**ASSIGNMENT**: Each line below is to be copied exactly as it appears.

Collected data entries:
//! # Stack Wiring
//!
//! Declares the three resources and the one correctness-critical ordering
//! edge. The conformance-pack registration validates template presence at
//! the referenced URI when it is created, but it references only the
//! container, so the upload-before-registration ordering is declared as
//! an explicit dependency rather than left to reference inference.

use std::fs;
use std::path::Path;

use cpack_aws::{Bucket, BucketDeployment, ConformancePack, ConformancePackProps};
use cpack_core::{Environment, Stack};

use crate::error::StackError;
use crate::{DELIVERY_KEY_PREFIX, PACK_NAME, STACK_NAME, TEMPLATE_FILENAME};

/// The declared sustainability conformance-pack deployment.
#[derive(Debug, Clone)]
pub struct ConformancePackStack {
    stack: Stack,
    bucket: Bucket,
    deployment: BucketDeployment,
    pack: ConformancePack,
}

impl ConformancePackStack {
    /// Declare the full deployment from the template folder.
    ///
    /// Checks that the template document exists in the folder and parses
    /// as a YAML mapping, declares the bucket, the upload, and the
    /// registration, and adds the explicit upload-before-registration
    /// edge.
    ///
    /// # Errors
    ///
    /// Returns `StackError` for a missing or malformed template document,
    /// an unreadable source folder, or a declaration conflict.
    pub fn declare(
        env: Option<Environment>,
        template_dir: &Path,
    ) -> Result<Self, StackError> {
        check_template_document(template_dir)?;

        let mut stack = match env {
            Some(env) => Stack::new(STACK_NAME).with_env(env),
            None => Stack::new(STACK_NAME),
        };

        let bucket = Bucket::declare(&mut stack, "SustainabilityConformancePackBucket")?;

        let deployment = BucketDeployment::declare(
            &mut stack,
            "SustainabilityConformancePackDeployment",
            template_dir,
            &bucket,
        )?;

        let pack = ConformancePack::declare(
            &mut stack,
            "SustainabilityConformancePack",
            ConformancePackProps {
                pack_name: PACK_NAME,
                delivery_bucket: &bucket,
                delivery_key_prefix: DELIVERY_KEY_PREFIX,
                template_filename: TEMPLATE_FILENAME,
            },
        )?;

        // The registration must wait for the upload to complete; creating
        // it earlier fails with a template-not-found condition from the
        // auditing service.
        stack.add_dependency(pack.logical_id(), deployment.logical_id())?;

        tracing::info!(
            stack = STACK_NAME,
            resources = stack.resources().len(),
            "declared conformance-pack deployment"
        );
        Ok(Self {
            stack,
            bucket,
            deployment,
            pack,
        })
    }

    /// The underlying resource graph.
    pub fn stack(&self) -> &Stack {
        &self.stack
    }

    /// Mutable access to the underlying graph, for attaching suppressions.
    pub fn stack_mut(&mut self) -> &mut Stack {
        &mut self.stack
    }

    /// Consume the wiring and return the bare stack.
    pub fn into_stack(self) -> Stack {
        self.stack
    }

    /// Handle to the declared bucket.
    pub fn bucket(&self) -> &Bucket {
        &self.bucket
    }

    /// Handle to the declared upload operation.
    pub fn deployment(&self) -> &BucketDeployment {
        &self.deployment
    }

    /// Handle to the declared registration.
    pub fn pack(&self) -> &ConformancePack {
        &self.pack
    }
}

/// Require the template document to exist and parse as a YAML mapping.
///
/// The rule schema inside stays opaque; this converts the apply-time
/// "template not found / not parseable" failure into a synthesis-time
/// error, nothing more.
fn check_template_document(template_dir: &Path) -> Result<(), StackError> {
    let path = template_dir.join(TEMPLATE_FILENAME);
    if !path.is_file() {
        return Err(StackError::TemplateMissing(path));
    }
    let raw = fs::read_to_string(&path).map_err(|source| StackError::TemplateUnreadable {
        path: path.clone(),
        source,
    })?;
    let value: serde_yaml::Value =
        serde_yaml::from_str(&raw).map_err(|source| StackError::TemplateMalformed {
            path: path.clone(),
            source,
        })?;
    if !value.is_mapping() {
        return Err(StackError::TemplateNotMapping(path));
    }
    Ok(())
}

#[cfg(test)]
mod tests {
    use super::*;
    use std::fs;

    fn template_dir() -> tempfile::TempDir {
        let dir = tempfile::tempdir().unwrap();
        fs::write(
            dir.path().join(TEMPLATE_FILENAME),
            "Resources:\n  SampleRule:\n    Type: AWS::Config::ConfigRule\n",
        )
        .unwrap();
        dir
    }

    #[test]
    fn test_declares_all_resources() {
        let dir = template_dir();
        let wired = ConformancePackStack::declare(None, dir.path()).unwrap();
        // Bucket + policy + auto-delete + upload + registration.
        assert_eq!(wired.stack().resources().len(), 5);
    }

    #[test]
    fn test_registration_depends_on_upload() {
        let dir = template_dir();
        let wired = ConformancePackStack::declare(None, dir.path()).unwrap();
        let pack = wired.stack().resource(wired.pack().logical_id()).unwrap();
        assert!(pack.depends_on().contains(wired.deployment().logical_id()));
    }

    #[test]
    fn test_registration_depends_on_upload_with_env() {
        let dir = template_dir();
        let env = Environment::new("123456789012", "eu-west-1");
        let wired = ConformancePackStack::declare(Some(env.clone()), dir.path()).unwrap();
        assert_eq!(wired.stack().env(), Some(&env));
        let pack = wired.stack().resource(wired.pack().logical_id()).unwrap();
        assert!(pack.depends_on().contains(wired.deployment().logical_id()));
    }

    #[test]
    fn test_deployment_order_bucket_upload_registration() {
        let dir = template_dir();
        let wired = ConformancePackStack::declare(None, dir.path()).unwrap();
        let order = wired.stack().deployment_order().unwrap();
        let pos = |id: &cpack_core::LogicalId| order.iter().position(|o| o == id).unwrap();
        assert!(pos(wired.bucket().logical_id()) < pos(wired.deployment().logical_id()));
        assert!(pos(wired.deployment().logical_id()) < pos(wired.pack().logical_id()));
    }

    #[test]
    fn test_missing_template_rejected() {
        let dir = tempfile::tempdir().unwrap();
        let err = ConformancePackStack::declare(None, dir.path()).unwrap_err();
        assert!(matches!(err, StackError::TemplateMissing(_)));
    }

    #[test]
    fn test_malformed_template_rejected() {
        let dir = tempfile::tempdir().unwrap();
        fs::write(dir.path().join(TEMPLATE_FILENAME), "Resources: [unclosed\n").unwrap();
        let err = ConformancePackStack::declare(None, dir.path()).unwrap_err();
        assert!(matches!(err, StackError::TemplateMalformed { .. }));
    }

    #[test]
    fn test_non_mapping_template_rejected() {
        let dir = tempfile::tempdir().unwrap();
        fs::write(dir.path().join(TEMPLATE_FILENAME), "- just\n- a\n- list\n").unwrap();
        let err = ConformancePackStack::declare(None, dir.path()).unwrap_err();
        assert!(matches!(err, StackError::TemplateNotMapping(_)));
    }

    #[test]
    fn test_registration_properties_fixed() {
        let dir = template_dir();
        let wired = ConformancePackStack::declare(None, dir.path()).unwrap();
        let props = wired
            .stack()
            .resource(wired.pack().logical_id())
            .unwrap()
            .properties();
        assert_eq!(props["ConformancePackName"], PACK_NAME);
        assert_eq!(props["DeliveryS3KeyPrefix"], DELIVERY_KEY_PREFIX);
    }
}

**RESULT**:
//! # Stack Wiring
//!
//! Declares the three resources and the one correctness-critical ordering
//! edge. The conformance-pack registration validates template presence at
//! the referenced URI when it is created, but it references only the
//! container, so the upload-before-registration ordering is declared as
//! an explicit dependency rather than left to reference inference.

use std::fs;
use std::path::Path;

use cpack_aws::{Bucket, BucketDeployment, ConformancePack, ConformancePackProps};
use cpack_core::{Environment, Stack};

use crate::error::StackError;
use crate::{DELIVERY_KEY_PREFIX, PACK_NAME, STACK_NAME, TEMPLATE_FILENAME};

/// The declared sustainability conformance-pack deployment.
#[derive(Debug, Clone)]
pub struct ConformancePackStack {
    stack: Stack,
    bucket: Bucket,
    deployment: BucketDeployment,
    pack: ConformancePack,
}

impl ConformancePackStack {
    /// Declare the full deployment from the template folder.
    ///
    /// Checks that the template document exists in the folder and parses
    /// as a YAML mapping, declares the bucket, the upload, and the
    /// registration, and adds the explicit upload-before-registration
    /// edge.
    ///
    /// # Errors
    ///
    /// Returns `StackError` for a missing or malformed template document,
    /// an unreadable source folder, or a declaration conflict.
    pub fn declare(
        env: Option<Environment>,
        template_dir: &Path,
    ) -> Result<Self, StackError> {
        check_template_document(template_dir)?;

        let mut stack = match env {
            Some(env) => Stack::new(STACK_NAME).with_env(env),
            None => Stack::new(STACK_NAME),
        };

        let bucket = Bucket::declare(&mut stack, "SustainabilityConformancePackBucket")?;

        let deployment = BucketDeployment::declare(
            &mut stack,
            "SustainabilityConformancePackDeployment",
            template_dir,
            &bucket,
        )?;

        let pack = ConformancePack::declare(
            &mut stack,
            "SustainabilityConformancePack",
            ConformancePackProps {
                pack_name: PACK_NAME,
                delivery_bucket: &bucket,
                delivery_key_prefix: DELIVERY_KEY_PREFIX,
                template_filename: TEMPLATE_FILENAME,
            },
        )?;

        // The registration must wait for the upload to complete; creating
        // it earlier fails with a template-not-found condition from the
        // auditing service.
        stack.add_dependency(pack.logical_id(), deployment.logical_id())?;

        tracing::info!(
            stack = STACK_NAME,
            resources = stack.resources().len(),
            "declared conformance-pack deployment"
        );
        Ok(Self {
            stack,
            bucket,
            deployment,
            pack,
        })
    }

    /// The underlying resource graph.
    pub fn stack(&self) -> &Stack {
        &self.stack
    }

    /// Mutable access to the underlying graph, for attaching suppressions.
    pub fn stack_mut(&mut self) -> &mut Stack {
        &mut self.stack
    }

    /// Consume the wiring and return the bare stack.
    pub fn into_stack(self) -> Stack {
        self.stack
    }

    /// Handle to the declared bucket.
    pub fn bucket(&self) -> &Bucket {
        &self.bucket
    }

    /// Handle to the declared upload operation.
    pub fn deployment(&self) -> &BucketDeployment {
        &self.deployment
    }

    /// Handle to the declared registration.
    pub fn pack(&self) -> &ConformancePack {
        &self.pack
    }
}

/// Require the template document to exist and parse as a YAML mapping.
///
/// The rule schema inside stays opaque; this converts the apply-time
/// "template not found / not parseable" failure into a synthesis-time
/// error, nothing more.
fn check_template_document(template_dir: &Path) -> Result<(), StackError> {
    let path = template_dir.join(TEMPLATE_FILENAME);
    if !path.is_file() {
        return Err(StackError::TemplateMissing(path));
    }
    let raw = fs::read_to_string(&path).map_err(|source| StackError::TemplateUnreadable {
        path: path.clone(),
        source,
    })?;
    let value: serde_yaml::Value =
        serde_yaml::from_str(&raw).map_err(|source| StackError::TemplateMalformed {
            path: path.clone(),
            source,
        })?;
    if !value.is_mapping() {
        return Err(StackError::TemplateNotMapping(path));
    }
    Ok(())
}

#[cfg(test)]
mod tests {
    use super::*;
    use std::fs;

    fn template_dir() -> tempfile::TempDir {
        let dir = tempfile::tempdir().unwrap();
        fs::write(
            dir.path().join(TEMPLATE_FILENAME),
            "Resources:\n  SampleRule:\n    Type: AWS::Config::ConfigRule\n",
        )
        .unwrap();
        dir
    }

    #[test]
    fn test_declares_all_resources() {
        let dir = template_dir();
        let wired = ConformancePackStack::declare(None, dir.path()).unwrap();
        // Bucket + policy + auto-delete + upload + registration.
        assert_eq!(wired.stack().resources().len(), 5);
    }

    #[test]
    fn test_registration_depends_on_upload() {
        let dir = template_dir();
        let wired = ConformancePackStack::declare(None, dir.path()).unwrap();
        let pack = wired.stack().resource(wired.pack().logical_id()).unwrap();
        assert!(pack.depends_on().contains(wired.deployment().logical_id()));
    }

    #[test]
    fn test_registration_depends_on_upload_with_env() {
        let dir = template_dir();
        let env = Environment::new("123456789012", "eu-west-1");
        let wired = ConformancePackStack::declare(Some(env.clone()), dir.path()).unwrap();
        assert_eq!(wired.stack().env(), Some(&env));
        let pack = wired.stack().resource(wired.pack().logical_id()).unwrap();
        assert!(pack.depends_on().contains(wired.deployment().logical_id()));
    }

    #[test]
    fn test_deployment_order_bucket_upload_registration() {
        let dir = template_dir();
        let wired = ConformancePackStack::declare(None, dir.path()).unwrap();
        let order = wired.stack().deployment_order().unwrap();
        let pos = |id: &cpack_core::LogicalId| order.iter().position(|o| o == id).unwrap();
        assert!(pos(wired.bucket().logical_id()) < pos(wired.deployment().logical_id()));
        assert!(pos(wired.deployment().logical_id()) < pos(wired.pack().logical_id()));
    }

    #[test]
    fn test_missing_template_rejected() {
        let dir = tempfile::tempdir().unwrap();
        let err = ConformancePackStack::declare(None, dir.path()).unwrap_err();
        assert!(matches!(err, StackError::TemplateMissing(_)));
    }

    #[test]
    fn test_malformed_template_rejected() {
        let dir = tempfile::tempdir().unwrap();
        fs::write(dir.path().join(TEMPLATE_FILENAME), "Resources: [unclosed\n").unwrap();
        let err = ConformancePackStack::declare(None, dir.path()).unwrap_err();
        assert!(matches!(err, StackError::TemplateMalformed { .. }));
    }

    #[test]
    fn test_non_mapping_template_rejected() {
        let dir = tempfile::tempdir().unwrap();
        fs::write(dir.path().join(TEMPLATE_FILENAME), "- just\n- a\n- list\n").unwrap();
        let err = ConformancePackStack::declare(None, dir.path()).unwrap_err();
        assert!(matches!(err, StackError::TemplateNotMapping(_)));
    }

    #[test]
    fn test_registration_properties_fixed() {
        let dir = template_dir();
        let wired = ConformancePackStack::declare(None, dir.path()).unwrap();
        let props = wired
            .stack()
            .resource(wired.pack().logical_id())
            .unwrap()
            .properties();
        assert_eq!(props["ConformancePackName"], PACK_NAME);
        assert_eq!(props["DeliveryS3KeyPrefix"], DELIVERY_KEY_PREFIX);
    }
}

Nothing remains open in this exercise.